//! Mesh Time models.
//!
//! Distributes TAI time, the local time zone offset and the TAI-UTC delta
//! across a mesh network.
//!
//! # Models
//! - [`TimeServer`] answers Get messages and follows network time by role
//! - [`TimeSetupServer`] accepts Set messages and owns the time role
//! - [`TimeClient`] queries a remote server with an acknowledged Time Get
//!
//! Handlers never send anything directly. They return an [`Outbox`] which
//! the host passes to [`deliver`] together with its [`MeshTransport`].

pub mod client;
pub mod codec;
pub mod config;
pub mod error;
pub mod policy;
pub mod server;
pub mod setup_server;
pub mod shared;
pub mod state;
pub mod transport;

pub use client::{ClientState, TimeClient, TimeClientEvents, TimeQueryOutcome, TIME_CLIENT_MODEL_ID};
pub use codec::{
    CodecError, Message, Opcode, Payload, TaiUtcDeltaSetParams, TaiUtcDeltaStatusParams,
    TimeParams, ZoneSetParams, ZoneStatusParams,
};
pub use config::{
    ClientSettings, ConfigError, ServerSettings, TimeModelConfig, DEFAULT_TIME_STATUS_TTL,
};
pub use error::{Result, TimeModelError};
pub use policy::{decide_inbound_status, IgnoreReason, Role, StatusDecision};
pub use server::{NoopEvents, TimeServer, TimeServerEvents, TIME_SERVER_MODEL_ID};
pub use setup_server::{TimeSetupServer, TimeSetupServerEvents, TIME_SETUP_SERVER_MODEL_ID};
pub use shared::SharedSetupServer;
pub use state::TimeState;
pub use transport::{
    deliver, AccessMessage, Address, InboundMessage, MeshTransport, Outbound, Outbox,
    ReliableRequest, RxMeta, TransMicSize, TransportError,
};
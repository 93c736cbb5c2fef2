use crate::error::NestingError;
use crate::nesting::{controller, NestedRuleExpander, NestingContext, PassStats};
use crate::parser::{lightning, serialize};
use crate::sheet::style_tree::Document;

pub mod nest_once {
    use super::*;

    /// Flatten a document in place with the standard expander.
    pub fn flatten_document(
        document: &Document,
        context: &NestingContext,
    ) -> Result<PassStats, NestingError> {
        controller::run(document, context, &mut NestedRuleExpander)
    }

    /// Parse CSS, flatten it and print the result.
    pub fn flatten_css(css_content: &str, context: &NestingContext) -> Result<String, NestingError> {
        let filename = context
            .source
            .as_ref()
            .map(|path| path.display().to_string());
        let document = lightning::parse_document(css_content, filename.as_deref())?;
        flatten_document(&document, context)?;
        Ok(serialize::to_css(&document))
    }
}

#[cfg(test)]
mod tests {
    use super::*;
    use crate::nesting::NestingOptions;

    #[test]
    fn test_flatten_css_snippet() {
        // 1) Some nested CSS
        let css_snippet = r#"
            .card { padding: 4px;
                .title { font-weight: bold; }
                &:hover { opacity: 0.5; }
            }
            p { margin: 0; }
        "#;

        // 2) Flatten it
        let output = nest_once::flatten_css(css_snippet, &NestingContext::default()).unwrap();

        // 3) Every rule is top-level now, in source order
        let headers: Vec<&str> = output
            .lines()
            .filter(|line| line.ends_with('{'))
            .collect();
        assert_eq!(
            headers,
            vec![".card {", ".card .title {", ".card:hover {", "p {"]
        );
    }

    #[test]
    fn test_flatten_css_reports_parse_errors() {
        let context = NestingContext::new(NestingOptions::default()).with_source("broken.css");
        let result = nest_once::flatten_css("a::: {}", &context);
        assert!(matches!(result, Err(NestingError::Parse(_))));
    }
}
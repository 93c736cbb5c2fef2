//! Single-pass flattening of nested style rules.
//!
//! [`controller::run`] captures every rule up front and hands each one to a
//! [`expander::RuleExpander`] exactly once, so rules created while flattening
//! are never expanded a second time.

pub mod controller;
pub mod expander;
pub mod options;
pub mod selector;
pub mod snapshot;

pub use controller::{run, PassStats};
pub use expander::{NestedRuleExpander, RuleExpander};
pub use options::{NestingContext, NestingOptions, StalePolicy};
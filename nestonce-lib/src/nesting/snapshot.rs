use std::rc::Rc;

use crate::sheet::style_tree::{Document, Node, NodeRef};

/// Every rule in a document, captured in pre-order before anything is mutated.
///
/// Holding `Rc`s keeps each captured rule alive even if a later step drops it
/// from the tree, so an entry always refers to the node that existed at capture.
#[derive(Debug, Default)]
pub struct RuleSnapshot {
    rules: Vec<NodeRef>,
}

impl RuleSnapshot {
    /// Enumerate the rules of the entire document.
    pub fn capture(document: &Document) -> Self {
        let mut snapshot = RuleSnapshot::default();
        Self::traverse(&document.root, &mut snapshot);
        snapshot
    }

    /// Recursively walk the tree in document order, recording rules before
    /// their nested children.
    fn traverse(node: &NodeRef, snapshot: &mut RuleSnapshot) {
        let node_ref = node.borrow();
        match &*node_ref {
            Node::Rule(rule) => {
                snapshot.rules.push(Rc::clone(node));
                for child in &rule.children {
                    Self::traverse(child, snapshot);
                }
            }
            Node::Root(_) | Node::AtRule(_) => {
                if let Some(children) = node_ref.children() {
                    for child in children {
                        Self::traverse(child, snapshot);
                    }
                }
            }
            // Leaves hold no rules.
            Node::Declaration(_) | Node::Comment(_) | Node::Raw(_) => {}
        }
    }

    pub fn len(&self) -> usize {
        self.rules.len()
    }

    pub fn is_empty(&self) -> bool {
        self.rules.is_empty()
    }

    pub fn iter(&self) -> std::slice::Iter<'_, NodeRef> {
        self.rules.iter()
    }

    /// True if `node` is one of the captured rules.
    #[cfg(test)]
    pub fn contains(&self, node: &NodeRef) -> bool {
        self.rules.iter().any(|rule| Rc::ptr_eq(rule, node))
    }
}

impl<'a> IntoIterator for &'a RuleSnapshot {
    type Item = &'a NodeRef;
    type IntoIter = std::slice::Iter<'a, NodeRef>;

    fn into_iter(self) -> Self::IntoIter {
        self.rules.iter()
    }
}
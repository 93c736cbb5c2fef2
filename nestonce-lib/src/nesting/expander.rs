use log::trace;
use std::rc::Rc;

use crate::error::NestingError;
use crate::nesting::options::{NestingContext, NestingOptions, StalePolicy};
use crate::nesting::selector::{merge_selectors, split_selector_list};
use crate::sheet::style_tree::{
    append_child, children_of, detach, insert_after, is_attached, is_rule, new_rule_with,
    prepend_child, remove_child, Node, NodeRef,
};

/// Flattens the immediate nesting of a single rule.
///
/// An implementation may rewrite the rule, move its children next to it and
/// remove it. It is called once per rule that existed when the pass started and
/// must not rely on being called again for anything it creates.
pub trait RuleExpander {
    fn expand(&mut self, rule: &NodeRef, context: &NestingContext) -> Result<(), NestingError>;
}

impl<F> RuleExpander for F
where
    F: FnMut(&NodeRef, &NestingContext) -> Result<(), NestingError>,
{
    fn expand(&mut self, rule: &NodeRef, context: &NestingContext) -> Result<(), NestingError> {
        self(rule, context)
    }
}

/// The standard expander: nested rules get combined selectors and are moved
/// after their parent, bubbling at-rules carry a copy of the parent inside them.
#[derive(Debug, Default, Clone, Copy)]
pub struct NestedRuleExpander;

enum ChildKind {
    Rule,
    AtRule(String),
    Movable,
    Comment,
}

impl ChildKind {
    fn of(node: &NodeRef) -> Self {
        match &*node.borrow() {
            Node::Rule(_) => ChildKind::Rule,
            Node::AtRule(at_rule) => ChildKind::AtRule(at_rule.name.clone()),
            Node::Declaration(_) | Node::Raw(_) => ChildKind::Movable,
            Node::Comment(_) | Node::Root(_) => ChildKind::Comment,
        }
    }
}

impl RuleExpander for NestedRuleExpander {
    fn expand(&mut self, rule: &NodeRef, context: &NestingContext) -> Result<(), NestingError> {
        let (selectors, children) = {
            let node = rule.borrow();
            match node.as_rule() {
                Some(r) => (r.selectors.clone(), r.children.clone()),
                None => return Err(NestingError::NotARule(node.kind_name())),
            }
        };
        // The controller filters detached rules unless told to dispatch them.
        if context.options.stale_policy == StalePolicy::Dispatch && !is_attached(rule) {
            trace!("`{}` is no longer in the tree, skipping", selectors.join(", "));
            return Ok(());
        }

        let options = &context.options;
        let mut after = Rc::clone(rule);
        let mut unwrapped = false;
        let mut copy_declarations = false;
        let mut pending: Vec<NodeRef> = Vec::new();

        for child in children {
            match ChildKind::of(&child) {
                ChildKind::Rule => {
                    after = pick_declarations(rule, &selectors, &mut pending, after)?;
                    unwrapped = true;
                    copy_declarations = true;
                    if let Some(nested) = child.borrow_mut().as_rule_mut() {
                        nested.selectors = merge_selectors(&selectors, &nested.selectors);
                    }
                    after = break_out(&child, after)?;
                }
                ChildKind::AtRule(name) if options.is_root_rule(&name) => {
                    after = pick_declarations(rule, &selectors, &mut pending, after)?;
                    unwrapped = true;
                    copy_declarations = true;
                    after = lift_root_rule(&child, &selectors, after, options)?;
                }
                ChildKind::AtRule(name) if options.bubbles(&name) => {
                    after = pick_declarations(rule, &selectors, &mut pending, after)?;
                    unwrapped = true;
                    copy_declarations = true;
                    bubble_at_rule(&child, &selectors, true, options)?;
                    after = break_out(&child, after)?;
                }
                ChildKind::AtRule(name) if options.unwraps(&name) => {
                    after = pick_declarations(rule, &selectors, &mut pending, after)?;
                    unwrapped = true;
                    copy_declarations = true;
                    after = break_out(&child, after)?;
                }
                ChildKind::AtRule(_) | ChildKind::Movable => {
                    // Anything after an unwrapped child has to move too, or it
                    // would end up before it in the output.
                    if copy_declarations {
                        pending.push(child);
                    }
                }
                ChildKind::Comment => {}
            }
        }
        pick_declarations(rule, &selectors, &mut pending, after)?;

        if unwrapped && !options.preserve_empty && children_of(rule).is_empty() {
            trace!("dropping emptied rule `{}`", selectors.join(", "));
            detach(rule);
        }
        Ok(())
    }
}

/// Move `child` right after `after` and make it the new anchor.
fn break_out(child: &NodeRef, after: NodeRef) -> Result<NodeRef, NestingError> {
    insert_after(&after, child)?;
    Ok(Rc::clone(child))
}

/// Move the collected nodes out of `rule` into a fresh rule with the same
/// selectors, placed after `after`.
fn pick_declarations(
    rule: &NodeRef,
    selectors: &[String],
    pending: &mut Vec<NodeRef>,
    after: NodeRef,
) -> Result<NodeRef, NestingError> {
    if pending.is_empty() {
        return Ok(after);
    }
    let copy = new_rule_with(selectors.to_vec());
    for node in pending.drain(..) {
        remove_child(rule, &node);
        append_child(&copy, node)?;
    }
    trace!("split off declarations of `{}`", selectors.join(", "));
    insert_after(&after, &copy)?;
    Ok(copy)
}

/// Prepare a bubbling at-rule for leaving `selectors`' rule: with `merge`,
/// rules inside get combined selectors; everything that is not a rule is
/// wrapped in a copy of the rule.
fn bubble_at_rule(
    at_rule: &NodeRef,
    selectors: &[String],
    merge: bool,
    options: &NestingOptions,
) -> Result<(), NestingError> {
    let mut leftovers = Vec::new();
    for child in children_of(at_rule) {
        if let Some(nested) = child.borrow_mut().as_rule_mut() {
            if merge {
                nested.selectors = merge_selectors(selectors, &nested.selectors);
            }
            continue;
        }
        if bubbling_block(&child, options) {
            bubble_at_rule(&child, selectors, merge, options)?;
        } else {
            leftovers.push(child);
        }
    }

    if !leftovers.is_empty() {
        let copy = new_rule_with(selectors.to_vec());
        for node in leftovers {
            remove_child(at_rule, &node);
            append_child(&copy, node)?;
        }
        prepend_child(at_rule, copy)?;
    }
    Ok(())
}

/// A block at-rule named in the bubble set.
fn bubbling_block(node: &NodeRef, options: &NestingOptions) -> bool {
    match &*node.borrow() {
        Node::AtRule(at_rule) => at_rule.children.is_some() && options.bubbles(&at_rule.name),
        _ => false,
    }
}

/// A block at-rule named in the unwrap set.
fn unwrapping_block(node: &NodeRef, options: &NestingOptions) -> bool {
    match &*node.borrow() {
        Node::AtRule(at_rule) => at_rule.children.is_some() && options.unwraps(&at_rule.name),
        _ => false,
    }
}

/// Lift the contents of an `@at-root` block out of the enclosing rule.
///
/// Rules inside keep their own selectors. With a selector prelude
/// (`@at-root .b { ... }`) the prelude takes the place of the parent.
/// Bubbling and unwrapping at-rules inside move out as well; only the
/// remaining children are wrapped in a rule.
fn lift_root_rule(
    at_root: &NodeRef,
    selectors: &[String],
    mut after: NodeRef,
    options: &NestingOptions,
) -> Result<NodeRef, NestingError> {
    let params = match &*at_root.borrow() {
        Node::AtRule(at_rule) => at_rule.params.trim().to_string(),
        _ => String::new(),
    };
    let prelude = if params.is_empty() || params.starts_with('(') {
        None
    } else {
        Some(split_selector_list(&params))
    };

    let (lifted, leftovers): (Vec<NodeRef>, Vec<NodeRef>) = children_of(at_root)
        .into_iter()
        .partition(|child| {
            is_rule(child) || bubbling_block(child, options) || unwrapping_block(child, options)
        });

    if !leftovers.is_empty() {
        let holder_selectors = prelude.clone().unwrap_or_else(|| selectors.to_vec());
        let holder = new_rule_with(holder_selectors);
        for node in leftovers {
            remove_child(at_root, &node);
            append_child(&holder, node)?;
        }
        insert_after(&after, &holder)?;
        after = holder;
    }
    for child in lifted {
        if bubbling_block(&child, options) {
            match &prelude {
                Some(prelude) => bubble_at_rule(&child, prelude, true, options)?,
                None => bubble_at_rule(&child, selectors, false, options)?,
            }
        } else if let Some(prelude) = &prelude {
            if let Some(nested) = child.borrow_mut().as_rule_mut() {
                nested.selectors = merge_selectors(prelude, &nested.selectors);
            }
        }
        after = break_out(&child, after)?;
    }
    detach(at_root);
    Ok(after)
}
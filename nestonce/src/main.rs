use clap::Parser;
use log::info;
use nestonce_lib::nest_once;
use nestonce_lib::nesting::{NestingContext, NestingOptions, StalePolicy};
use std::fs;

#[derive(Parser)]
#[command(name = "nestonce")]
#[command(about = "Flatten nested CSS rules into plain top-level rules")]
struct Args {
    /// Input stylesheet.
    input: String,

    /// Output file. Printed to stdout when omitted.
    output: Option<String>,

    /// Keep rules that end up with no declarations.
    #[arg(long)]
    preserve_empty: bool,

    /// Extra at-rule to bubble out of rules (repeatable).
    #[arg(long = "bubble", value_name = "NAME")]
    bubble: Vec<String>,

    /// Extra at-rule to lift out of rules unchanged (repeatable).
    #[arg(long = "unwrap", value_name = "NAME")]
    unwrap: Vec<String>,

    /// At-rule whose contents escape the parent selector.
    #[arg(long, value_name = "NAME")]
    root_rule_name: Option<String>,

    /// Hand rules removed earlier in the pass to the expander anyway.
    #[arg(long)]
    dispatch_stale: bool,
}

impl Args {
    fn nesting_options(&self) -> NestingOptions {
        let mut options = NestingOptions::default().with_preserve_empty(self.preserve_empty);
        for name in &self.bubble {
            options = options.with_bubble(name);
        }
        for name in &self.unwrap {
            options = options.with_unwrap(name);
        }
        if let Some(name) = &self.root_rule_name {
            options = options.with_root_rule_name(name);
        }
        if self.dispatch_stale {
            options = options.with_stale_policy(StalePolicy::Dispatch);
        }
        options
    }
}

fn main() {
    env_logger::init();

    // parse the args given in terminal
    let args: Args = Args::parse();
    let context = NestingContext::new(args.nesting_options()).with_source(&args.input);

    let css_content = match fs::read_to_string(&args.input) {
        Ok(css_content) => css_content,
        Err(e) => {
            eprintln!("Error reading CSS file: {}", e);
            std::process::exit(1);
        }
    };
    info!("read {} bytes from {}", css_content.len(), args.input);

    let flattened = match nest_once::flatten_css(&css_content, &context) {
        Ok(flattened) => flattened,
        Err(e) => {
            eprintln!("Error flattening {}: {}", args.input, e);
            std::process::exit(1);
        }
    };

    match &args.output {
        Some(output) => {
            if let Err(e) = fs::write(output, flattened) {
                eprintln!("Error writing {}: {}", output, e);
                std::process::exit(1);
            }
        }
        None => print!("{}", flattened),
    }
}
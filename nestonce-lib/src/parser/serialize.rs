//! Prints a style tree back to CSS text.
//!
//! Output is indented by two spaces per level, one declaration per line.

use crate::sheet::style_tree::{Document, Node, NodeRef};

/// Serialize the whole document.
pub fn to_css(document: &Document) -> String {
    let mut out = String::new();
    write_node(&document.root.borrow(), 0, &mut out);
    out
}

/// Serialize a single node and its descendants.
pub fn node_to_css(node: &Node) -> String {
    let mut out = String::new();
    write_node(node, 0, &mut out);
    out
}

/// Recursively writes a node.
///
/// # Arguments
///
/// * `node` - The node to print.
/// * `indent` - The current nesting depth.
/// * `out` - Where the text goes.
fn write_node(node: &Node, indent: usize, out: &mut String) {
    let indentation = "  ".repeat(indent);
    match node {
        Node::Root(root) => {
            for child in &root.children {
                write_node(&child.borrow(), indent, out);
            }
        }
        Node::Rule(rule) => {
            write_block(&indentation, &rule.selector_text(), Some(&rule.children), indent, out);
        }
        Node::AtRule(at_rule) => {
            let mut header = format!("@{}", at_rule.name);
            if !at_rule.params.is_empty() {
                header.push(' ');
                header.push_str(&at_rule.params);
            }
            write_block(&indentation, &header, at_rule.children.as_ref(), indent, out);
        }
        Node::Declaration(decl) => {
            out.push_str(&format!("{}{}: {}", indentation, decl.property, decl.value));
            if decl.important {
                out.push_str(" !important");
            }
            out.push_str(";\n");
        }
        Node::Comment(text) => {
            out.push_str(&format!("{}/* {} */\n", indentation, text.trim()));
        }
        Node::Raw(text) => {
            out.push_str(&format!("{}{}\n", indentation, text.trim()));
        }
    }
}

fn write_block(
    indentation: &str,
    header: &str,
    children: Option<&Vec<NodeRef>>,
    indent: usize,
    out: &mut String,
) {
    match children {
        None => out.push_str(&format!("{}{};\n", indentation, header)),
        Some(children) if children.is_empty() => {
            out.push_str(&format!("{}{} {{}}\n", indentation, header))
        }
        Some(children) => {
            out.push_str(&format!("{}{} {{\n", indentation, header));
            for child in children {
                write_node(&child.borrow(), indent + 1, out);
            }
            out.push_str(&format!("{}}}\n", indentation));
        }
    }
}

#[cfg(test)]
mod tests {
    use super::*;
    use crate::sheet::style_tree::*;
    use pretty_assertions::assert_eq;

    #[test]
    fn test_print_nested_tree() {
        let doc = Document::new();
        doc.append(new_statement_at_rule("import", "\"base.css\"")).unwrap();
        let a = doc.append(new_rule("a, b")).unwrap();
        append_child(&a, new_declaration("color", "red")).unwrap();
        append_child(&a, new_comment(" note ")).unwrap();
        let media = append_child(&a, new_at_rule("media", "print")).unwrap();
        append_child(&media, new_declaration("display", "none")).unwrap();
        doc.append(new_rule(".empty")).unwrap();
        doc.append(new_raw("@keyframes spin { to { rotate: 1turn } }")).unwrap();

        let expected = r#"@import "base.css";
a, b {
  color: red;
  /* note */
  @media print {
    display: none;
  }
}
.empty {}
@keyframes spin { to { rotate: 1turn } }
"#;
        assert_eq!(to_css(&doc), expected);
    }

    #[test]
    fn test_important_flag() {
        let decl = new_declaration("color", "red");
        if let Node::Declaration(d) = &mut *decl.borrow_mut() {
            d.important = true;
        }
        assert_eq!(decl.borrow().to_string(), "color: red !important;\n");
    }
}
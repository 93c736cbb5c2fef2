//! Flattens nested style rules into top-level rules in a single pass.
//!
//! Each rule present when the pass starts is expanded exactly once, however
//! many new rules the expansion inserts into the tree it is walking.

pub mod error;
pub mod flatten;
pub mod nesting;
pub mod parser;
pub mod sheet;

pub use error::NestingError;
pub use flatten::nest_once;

== == ==

About this task —
The result should be every line that contains "standard", copied from the entries.

Written solution —
    /// Flatten a document in place with the standard expander.
/// The standard expander: nested rules get combined selectors and are moved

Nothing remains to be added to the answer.